__TASK REQUIREMENTS__. Each line in the entries below that holds the word "crate" belongs in the answer.

__EXTRACTED RECORDS__.
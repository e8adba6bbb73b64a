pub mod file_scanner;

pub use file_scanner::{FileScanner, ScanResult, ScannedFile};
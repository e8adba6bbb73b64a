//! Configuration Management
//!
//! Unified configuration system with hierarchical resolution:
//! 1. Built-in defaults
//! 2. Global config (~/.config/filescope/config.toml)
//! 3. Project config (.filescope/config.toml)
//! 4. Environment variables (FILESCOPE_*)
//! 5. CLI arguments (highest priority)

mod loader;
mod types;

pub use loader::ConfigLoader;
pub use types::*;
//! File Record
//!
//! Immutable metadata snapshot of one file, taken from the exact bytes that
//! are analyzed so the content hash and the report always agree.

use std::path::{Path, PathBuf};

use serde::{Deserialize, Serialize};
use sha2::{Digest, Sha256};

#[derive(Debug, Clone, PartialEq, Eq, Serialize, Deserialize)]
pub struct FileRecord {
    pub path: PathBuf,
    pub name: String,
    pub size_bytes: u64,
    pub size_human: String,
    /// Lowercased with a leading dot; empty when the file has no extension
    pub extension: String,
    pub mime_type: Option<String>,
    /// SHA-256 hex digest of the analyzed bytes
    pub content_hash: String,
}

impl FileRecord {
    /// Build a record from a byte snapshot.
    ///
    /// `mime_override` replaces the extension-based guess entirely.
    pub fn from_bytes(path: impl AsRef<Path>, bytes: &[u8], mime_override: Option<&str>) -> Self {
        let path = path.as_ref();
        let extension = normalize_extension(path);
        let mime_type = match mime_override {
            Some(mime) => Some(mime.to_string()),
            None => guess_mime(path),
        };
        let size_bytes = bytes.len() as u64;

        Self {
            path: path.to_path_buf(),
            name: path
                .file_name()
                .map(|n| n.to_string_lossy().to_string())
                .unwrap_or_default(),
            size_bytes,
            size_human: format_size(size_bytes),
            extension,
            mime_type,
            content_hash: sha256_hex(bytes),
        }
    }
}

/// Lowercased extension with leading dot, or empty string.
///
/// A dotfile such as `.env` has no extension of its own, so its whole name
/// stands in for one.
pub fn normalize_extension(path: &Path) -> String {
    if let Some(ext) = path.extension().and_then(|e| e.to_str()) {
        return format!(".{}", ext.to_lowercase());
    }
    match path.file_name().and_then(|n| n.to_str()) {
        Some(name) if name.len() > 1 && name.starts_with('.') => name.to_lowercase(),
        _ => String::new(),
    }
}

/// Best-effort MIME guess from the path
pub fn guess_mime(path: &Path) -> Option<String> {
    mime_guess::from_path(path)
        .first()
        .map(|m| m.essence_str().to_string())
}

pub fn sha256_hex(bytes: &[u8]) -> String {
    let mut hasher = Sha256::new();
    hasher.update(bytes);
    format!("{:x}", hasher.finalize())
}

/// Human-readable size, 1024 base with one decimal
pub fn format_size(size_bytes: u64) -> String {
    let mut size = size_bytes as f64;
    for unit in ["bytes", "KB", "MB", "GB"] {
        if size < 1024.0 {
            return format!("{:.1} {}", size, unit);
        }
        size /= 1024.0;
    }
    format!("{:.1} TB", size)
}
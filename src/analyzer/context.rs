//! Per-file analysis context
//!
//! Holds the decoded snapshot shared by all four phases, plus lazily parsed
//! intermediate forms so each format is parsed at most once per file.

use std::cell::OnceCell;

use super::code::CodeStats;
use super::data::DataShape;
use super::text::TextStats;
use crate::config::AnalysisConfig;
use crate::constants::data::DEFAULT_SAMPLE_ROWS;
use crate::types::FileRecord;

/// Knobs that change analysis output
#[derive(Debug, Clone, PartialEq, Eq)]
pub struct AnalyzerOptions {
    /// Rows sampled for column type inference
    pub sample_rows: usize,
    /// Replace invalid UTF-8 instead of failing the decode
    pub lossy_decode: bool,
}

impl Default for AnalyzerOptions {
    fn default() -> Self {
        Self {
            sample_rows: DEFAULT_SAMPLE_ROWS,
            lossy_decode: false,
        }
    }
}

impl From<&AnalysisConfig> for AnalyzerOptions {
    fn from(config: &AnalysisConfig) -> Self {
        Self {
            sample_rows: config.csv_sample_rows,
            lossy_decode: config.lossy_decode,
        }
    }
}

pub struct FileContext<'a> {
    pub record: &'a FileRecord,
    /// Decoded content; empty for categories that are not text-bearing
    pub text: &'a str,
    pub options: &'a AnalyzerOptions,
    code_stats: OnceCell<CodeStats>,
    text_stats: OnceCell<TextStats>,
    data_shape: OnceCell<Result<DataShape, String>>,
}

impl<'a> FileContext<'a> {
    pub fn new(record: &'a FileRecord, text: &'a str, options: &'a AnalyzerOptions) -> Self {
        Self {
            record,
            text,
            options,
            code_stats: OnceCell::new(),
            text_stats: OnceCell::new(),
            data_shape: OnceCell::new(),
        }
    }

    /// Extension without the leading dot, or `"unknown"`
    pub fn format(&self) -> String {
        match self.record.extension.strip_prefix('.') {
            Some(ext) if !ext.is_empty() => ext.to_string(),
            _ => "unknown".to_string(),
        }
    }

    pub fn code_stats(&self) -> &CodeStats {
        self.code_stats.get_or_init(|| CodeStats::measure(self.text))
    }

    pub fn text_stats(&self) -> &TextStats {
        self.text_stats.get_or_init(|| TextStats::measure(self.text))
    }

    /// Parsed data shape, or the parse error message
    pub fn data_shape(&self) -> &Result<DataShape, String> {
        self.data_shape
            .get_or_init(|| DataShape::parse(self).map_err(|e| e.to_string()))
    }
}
* * *
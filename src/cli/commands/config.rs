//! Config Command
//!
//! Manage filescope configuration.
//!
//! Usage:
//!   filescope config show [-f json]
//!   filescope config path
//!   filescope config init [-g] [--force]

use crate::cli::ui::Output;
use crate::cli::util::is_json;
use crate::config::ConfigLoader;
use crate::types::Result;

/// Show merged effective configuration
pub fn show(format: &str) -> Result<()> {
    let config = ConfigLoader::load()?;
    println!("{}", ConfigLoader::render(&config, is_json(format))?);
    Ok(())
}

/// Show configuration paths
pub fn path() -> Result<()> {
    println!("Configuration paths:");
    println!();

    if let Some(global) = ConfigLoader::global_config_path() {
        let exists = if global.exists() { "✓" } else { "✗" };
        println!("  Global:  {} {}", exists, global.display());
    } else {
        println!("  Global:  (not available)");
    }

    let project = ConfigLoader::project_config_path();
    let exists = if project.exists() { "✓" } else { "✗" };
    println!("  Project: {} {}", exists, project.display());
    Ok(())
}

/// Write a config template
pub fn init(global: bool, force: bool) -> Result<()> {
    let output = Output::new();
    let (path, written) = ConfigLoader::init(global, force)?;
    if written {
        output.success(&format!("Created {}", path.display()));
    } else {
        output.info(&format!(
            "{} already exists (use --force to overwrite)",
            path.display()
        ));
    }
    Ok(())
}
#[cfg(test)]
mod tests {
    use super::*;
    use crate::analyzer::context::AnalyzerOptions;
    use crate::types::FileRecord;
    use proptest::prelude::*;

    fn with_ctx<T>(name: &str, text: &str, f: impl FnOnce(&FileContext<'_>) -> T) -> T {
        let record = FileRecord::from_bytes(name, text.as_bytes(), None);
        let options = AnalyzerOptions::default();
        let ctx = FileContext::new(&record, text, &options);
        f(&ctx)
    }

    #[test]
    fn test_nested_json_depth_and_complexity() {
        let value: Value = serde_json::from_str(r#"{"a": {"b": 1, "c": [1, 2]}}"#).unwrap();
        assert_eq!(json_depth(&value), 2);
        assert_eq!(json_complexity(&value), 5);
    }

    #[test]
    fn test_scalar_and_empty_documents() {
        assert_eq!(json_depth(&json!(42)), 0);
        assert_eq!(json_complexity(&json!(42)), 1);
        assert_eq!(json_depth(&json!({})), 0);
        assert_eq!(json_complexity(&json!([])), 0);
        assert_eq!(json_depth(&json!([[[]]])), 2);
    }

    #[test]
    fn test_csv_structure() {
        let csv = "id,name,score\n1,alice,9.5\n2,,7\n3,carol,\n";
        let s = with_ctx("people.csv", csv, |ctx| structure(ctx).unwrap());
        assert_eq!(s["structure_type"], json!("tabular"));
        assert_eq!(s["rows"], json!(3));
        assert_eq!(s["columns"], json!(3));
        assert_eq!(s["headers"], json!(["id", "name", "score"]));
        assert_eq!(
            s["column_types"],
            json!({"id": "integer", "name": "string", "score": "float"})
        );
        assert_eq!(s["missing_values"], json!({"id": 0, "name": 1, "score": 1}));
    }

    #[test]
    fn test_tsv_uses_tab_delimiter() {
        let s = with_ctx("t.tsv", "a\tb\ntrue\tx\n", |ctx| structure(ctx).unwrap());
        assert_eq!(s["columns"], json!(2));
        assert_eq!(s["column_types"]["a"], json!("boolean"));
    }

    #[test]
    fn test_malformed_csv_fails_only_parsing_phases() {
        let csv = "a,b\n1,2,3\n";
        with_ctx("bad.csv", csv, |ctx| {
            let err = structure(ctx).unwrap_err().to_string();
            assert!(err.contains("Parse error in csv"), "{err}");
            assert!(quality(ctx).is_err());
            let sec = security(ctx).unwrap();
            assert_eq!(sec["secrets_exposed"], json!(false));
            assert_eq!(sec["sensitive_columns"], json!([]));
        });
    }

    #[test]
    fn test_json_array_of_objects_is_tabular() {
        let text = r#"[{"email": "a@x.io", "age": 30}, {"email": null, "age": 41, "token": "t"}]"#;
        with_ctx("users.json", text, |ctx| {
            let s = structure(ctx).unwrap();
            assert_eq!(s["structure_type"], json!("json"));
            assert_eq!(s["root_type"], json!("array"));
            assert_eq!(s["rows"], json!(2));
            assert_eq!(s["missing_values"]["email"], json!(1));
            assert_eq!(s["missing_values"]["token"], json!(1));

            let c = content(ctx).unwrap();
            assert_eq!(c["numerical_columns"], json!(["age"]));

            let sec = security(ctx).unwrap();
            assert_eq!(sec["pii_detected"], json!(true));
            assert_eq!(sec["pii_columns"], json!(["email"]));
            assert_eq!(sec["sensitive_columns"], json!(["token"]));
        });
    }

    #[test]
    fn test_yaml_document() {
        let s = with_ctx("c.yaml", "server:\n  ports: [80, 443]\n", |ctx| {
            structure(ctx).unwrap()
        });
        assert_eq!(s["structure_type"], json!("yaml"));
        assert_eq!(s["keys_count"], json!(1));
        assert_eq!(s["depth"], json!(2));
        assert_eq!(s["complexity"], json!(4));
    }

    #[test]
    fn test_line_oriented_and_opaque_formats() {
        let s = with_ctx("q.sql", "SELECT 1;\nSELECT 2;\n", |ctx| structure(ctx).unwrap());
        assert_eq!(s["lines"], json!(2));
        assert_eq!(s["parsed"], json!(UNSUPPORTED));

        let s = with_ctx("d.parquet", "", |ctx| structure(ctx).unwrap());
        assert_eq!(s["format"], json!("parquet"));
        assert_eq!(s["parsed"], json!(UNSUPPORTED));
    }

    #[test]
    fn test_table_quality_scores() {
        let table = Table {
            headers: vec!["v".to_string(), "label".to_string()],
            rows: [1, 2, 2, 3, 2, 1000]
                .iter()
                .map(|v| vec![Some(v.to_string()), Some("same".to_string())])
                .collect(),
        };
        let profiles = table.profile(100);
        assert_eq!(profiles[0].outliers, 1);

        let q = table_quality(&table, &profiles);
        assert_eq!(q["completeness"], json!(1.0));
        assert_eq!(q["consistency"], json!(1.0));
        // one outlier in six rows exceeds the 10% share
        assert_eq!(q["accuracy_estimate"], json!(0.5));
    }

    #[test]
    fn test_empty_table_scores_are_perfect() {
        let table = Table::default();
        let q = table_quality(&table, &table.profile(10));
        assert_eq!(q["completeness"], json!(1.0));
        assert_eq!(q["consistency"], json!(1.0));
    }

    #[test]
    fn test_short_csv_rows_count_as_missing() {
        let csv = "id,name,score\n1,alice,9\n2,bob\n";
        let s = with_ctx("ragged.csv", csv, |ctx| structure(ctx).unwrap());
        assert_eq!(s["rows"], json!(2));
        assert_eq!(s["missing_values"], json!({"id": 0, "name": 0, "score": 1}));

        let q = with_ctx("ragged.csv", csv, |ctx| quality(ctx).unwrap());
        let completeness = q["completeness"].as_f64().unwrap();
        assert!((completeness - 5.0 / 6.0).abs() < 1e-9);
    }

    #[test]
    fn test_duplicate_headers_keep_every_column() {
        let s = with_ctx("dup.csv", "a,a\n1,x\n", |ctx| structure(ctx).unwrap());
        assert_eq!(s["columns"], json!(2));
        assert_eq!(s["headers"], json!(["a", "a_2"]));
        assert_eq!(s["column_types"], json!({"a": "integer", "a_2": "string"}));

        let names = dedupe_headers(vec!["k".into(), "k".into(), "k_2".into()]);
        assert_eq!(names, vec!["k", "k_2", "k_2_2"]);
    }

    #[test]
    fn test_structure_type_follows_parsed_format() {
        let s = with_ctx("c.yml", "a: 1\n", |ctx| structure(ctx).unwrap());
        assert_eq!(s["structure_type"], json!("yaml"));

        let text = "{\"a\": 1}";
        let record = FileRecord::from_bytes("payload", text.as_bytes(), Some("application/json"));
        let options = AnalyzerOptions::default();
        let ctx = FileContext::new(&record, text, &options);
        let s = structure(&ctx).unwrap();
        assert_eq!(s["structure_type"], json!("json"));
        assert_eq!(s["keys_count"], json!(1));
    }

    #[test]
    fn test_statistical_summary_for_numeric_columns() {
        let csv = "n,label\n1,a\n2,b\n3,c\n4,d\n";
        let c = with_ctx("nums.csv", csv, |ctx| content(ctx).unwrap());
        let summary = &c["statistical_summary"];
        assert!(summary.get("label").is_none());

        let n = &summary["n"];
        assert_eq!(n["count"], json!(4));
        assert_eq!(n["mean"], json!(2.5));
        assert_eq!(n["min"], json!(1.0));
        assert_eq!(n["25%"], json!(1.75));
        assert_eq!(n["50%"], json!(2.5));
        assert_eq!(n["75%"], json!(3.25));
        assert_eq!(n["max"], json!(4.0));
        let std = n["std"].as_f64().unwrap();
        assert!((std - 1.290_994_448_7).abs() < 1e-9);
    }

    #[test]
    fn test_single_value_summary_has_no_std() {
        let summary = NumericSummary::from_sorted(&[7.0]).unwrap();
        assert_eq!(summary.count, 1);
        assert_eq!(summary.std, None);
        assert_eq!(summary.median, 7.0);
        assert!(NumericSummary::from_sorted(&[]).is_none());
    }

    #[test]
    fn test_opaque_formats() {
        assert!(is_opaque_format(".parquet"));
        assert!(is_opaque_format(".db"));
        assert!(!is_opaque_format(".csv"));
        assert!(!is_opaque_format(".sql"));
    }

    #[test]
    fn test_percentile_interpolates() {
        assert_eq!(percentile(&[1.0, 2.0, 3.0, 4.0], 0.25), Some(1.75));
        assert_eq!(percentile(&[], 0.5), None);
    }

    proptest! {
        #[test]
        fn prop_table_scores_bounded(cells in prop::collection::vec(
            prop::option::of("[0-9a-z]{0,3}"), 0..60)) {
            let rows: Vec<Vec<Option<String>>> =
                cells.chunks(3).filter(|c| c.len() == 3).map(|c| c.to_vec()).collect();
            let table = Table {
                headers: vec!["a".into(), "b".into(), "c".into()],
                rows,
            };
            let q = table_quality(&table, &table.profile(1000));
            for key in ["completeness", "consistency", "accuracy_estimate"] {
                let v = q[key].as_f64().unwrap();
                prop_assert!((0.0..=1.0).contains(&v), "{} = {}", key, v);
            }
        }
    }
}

__ANSWER AREA__.
use crate::config::AnalysisConfig;
use crate::constants::data::DEFAULT_SAMPLE_ROWS;
use crate::types::FileRecord;
use crate::cli::ui::Output;
use crate::cli::util::is_json;
use crate::config::ConfigLoader;
use crate::types::Result;
    use crate::analyzer::context::AnalyzerOptions;
    use crate::types::FileRecord;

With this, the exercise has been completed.